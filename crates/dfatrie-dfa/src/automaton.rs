use std::path::Path;

use serde::Deserialize;

use crate::error::DfaError;

/// One transition over an inclusive byte range.
#[derive(Debug, Clone, Copy, PartialEq, Eq)]
pub struct Transition {
    pub begin: u8,
    pub end: u8,
    pub to: usize,
}

impl Transition {
    pub fn bytes(&self) -> impl Iterator<Item = u8> {
        self.begin..=self.end
    }

    pub fn width(&self) -> u64 {
        u64::from(self.end - self.begin) + 1
    }
}

#[derive(Debug, Clone, PartialEq, Eq)]
pub struct State {
    pub accepting: bool,
    /// Sorted by `begin`, non-overlapping.
    transitions: Vec<Transition>,
    /// Target of the state when all 256 bytes lead to the same place.
    any_byte: Option<usize>,
}

impl State {
    pub fn transitions(&self) -> &[Transition] {
        &self.transitions
    }

    pub fn any_byte(&self) -> Option<usize> {
        self.any_byte
    }
}

/// The decoder automaton. Immutable once constructed.
#[derive(Debug, Clone, PartialEq, Eq)]
pub struct Automaton {
    states: Vec<State>,
    initial: usize,
}

#[derive(Deserialize)]
#[serde(deny_unknown_fields)]
struct RawAutomaton {
    initial: usize,
    states: Vec<RawState>,
}

#[derive(Deserialize)]
#[serde(deny_unknown_fields)]
struct RawState {
    #[serde(default)]
    accepting: bool,
    #[serde(default)]
    transitions: Vec<RawTransition>,
}

#[derive(Deserialize)]
#[serde(deny_unknown_fields)]
struct RawTransition {
    begin: u8,
    /// Defaults to `begin` for single-byte transitions.
    #[serde(default)]
    end: Option<u8>,
    to: usize,
}

impl Automaton {
    /// Builds an automaton from `(accepting, transitions)` pairs and checks that it is well
    /// formed: targets in range, no overlapping ranges, an accepting initial state that does not
    /// match any byte.
    pub fn new(
        states: Vec<(bool, Vec<Transition>)>,
        initial: usize,
    ) -> Result<Automaton, DfaError> {
        if states.is_empty() {
            return Err(DfaError::NoStates);
        }
        if initial >= states.len() {
            return Err(DfaError::InitialOutOfRange {
                initial,
                states: states.len(),
            });
        }

        let count = states.len();
        let mut built = Vec::with_capacity(count);
        for (index, (accepting, mut transitions)) in states.into_iter().enumerate() {
            transitions.sort_by_key(|t| t.begin);
            let mut next_free: u16 = 0;
            for t in &transitions {
                if t.begin > t.end {
                    return Err(DfaError::EmptyRange {
                        state: index,
                        begin: t.begin,
                        end: t.end,
                    });
                }
                if t.to >= count {
                    return Err(DfaError::TransitionOutOfRange {
                        state: index,
                        to: t.to,
                    });
                }
                if u16::from(t.begin) < next_free {
                    return Err(DfaError::OverlappingTransitions {
                        state: index,
                        byte: t.begin,
                    });
                }
                next_free = u16::from(t.end) + 1;
            }
            let any_byte = any_byte_target(&transitions);
            built.push(State {
                accepting,
                transitions,
                any_byte,
            });
        }

        let automaton = Automaton {
            states: built,
            initial,
        };
        let start = automaton.initial_state();
        if !start.accepting {
            return Err(DfaError::InitialNotAccepting);
        }
        if start.any_byte.is_some() {
            return Err(DfaError::InitialAnyByte);
        }
        Ok(automaton)
    }

    pub fn from_json(text: &str) -> Result<Automaton, DfaError> {
        let raw: RawAutomaton = serde_json::from_str(text)?;
        let states = raw
            .states
            .into_iter()
            .map(|s| {
                let transitions = s
                    .transitions
                    .into_iter()
                    .map(|t| Transition {
                        begin: t.begin,
                        end: t.end.unwrap_or(t.begin),
                        to: t.to,
                    })
                    .collect();
                (s.accepting, transitions)
            })
            .collect();
        Automaton::new(states, raw.initial)
    }

    pub fn load(path: &Path) -> Result<Automaton, DfaError> {
        let text = std::fs::read_to_string(path)?;
        let automaton = Automaton::from_json(&text)?;
        tracing::debug!(
            path = %path.display(),
            states = automaton.states.len(),
            "loaded decoder automaton"
        );
        Ok(automaton)
    }

    pub fn states(&self) -> &[State] {
        &self.states
    }

    pub fn state(&self, index: usize) -> Option<&State> {
        self.states.get(index)
    }

    pub fn initial(&self) -> usize {
        self.initial
    }

    pub fn initial_state(&self) -> &State {
        &self.states[self.initial]
    }

    /// Number of distinct candidate suffixes emitted by a traversal starting at each state.
    ///
    /// Accepting states end a candidate (count 1), any-byte states contribute one representative
    /// byte, everything else sums over its transitions. Fails if some non-accepting cycle would
    /// make the traversal infinite.
    pub fn suffix_counts(&self) -> Result<Vec<u64>, DfaError> {
        let mut counts: Vec<Option<u64>> = vec![None; self.states.len()];
        let mut on_stack = vec![false; self.states.len()];
        for state in 0..self.states.len() {
            self.count_suffixes(state, &mut counts, &mut on_stack)?;
        }
        Ok(counts.into_iter().map(|c| c.unwrap_or(0)).collect())
    }

    fn count_suffixes(
        &self,
        state: usize,
        counts: &mut [Option<u64>],
        on_stack: &mut [bool],
    ) -> Result<u64, DfaError> {
        if let Some(count) = counts[state] {
            return Ok(count);
        }
        let node = &self.states[state];
        if node.accepting {
            counts[state] = Some(1);
            return Ok(1);
        }
        if on_stack[state] {
            return Err(DfaError::Cycle { state });
        }
        on_stack[state] = true;
        let count = match node.any_byte {
            Some(to) => self.count_suffixes(to, counts, on_stack)?,
            None => {
                let mut total: u64 = 0;
                for t in &node.transitions {
                    let per_byte = self.count_suffixes(t.to, counts, on_stack)?;
                    total = per_byte
                        .checked_mul(t.width())
                        .and_then(|n| total.checked_add(n))
                        .ok_or(DfaError::SuffixCountOverflow { state })?;
                }
                total
            }
        };
        on_stack[state] = false;
        counts[state] = Some(count);
        Ok(count)
    }

    /// Total number of candidate instructions a full traversal will emit, computed without
    /// enumerating them.
    pub fn expected_instructions(&self) -> Result<u64, DfaError> {
        let counts = self.suffix_counts()?;
        let mut total: u64 = 0;
        for t in &self.initial_state().transitions {
            total = counts[t.to]
                .checked_mul(t.width())
                .and_then(|n| total.checked_add(n))
                .ok_or(DfaError::SuffixCountOverflow {
                    state: self.initial,
                })?;
        }
        Ok(total)
    }
}

fn any_byte_target(transitions: &[Transition]) -> Option<usize> {
    let first = transitions.first()?;
    let mut expected_begin: u16 = 0;
    for t in transitions {
        if t.to != first.to || u16::from(t.begin) != expected_begin {
            return None;
        }
        expected_begin = u16::from(t.end) + 1;
    }
    (expected_begin == 256).then_some(first.to)
}

#[cfg(test)]
mod tests {
    use super::*;

    fn t(begin: u8, end: u8, to: usize) -> Transition {
        Transition { begin, end, to }
    }

    #[test]
    fn parses_json_with_single_byte_shorthand() {
        let dfa = Automaton::from_json(
            r#"{
                "initial": 0,
                "states": [
                    {"accepting": true, "transitions": [{"begin": 144, "to": 0}, {"begin": 15, "to": 1}]},
                    {"transitions": [{"begin": 0, "end": 255, "to": 0}]}
                ]
            }"#,
        )
        .unwrap();
        assert_eq!(dfa.states().len(), 2);
        assert_eq!(dfa.initial_state().transitions()[0], t(0x0f, 0x0f, 1));
        assert_eq!(dfa.state(1).unwrap().any_byte(), Some(0));
        assert_eq!(dfa.expected_instructions().unwrap(), 2);
    }

    #[test]
    fn rejects_malformed_models() {
        assert!(matches!(Automaton::new(vec![], 0), Err(DfaError::NoStates)));
        assert!(matches!(
            Automaton::new(vec![(true, vec![])], 3),
            Err(DfaError::InitialOutOfRange { .. })
        ));
        assert!(matches!(
            Automaton::new(vec![(false, vec![])], 0),
            Err(DfaError::InitialNotAccepting)
        ));
        assert!(matches!(
            Automaton::new(vec![(true, vec![t(0, 255, 0)])], 0),
            Err(DfaError::InitialAnyByte)
        ));
        assert!(matches!(
            Automaton::new(vec![(true, vec![t(1, 4, 0), t(4, 6, 0)])], 0),
            Err(DfaError::OverlappingTransitions { byte: 4, .. })
        ));
        assert!(matches!(
            Automaton::new(vec![(true, vec![t(1, 1, 9)])], 0),
            Err(DfaError::TransitionOutOfRange { to: 9, .. })
        ));
        assert!(matches!(
            Automaton::new(vec![(true, vec![t(5, 1, 0)])], 0),
            Err(DfaError::EmptyRange { .. })
        ));
        assert!(matches!(
            Automaton::from_json(r#"{"initial": 0, "states": [], "extra": 1}"#),
            Err(DfaError::Json(_))
        ));
    }

    #[test]
    fn any_byte_requires_full_coverage_and_single_target() {
        assert_eq!(any_byte_target(&[t(0, 127, 2), t(128, 255, 2)]), Some(2));
        assert_eq!(any_byte_target(&[t(0, 127, 2), t(128, 255, 3)]), None);
        assert_eq!(any_byte_target(&[t(0, 254, 2)]), None);
        assert_eq!(any_byte_target(&[]), None);
    }

    #[test]
    fn suffix_counts_multiply_ranges() {
        // 0: start/accept. 0x40..=0x4f -> 1, 0x90 -> 0.
        // 1: 0x00..=0x03 -> 2 (imm8) , 0x89 -> 0
        // 2: any byte -> 0
        let dfa = Automaton::new(
            vec![
                (true, vec![t(0x40, 0x4f, 1), t(0x90, 0x90, 0)]),
                (false, vec![t(0x00, 0x03, 2), t(0x89, 0x89, 0)]),
                (false, vec![t(0x00, 0xff, 0)]),
            ],
            0,
        )
        .unwrap();
        assert_eq!(dfa.suffix_counts().unwrap(), vec![1, 5, 1]);
        assert_eq!(dfa.expected_instructions().unwrap(), 16 * 5 + 1);
    }

    #[test]
    fn non_accepting_cycles_are_rejected() {
        let dfa = Automaton::new(
            vec![
                (true, vec![t(0x01, 0x01, 1)]),
                (false, vec![t(0x02, 0x02, 2)]),
                (false, vec![t(0x03, 0x03, 1)]),
            ],
            0,
        )
        .unwrap();
        assert!(matches!(dfa.suffix_counts(), Err(DfaError::Cycle { .. })));
    }
}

■ ■ ■

### WHAT YOU SHOULD DO:
Work out how many lines in the preceding data include the word "TransitionOutOfRange". State only that number.

### OUTPUT OF THE TASK:
2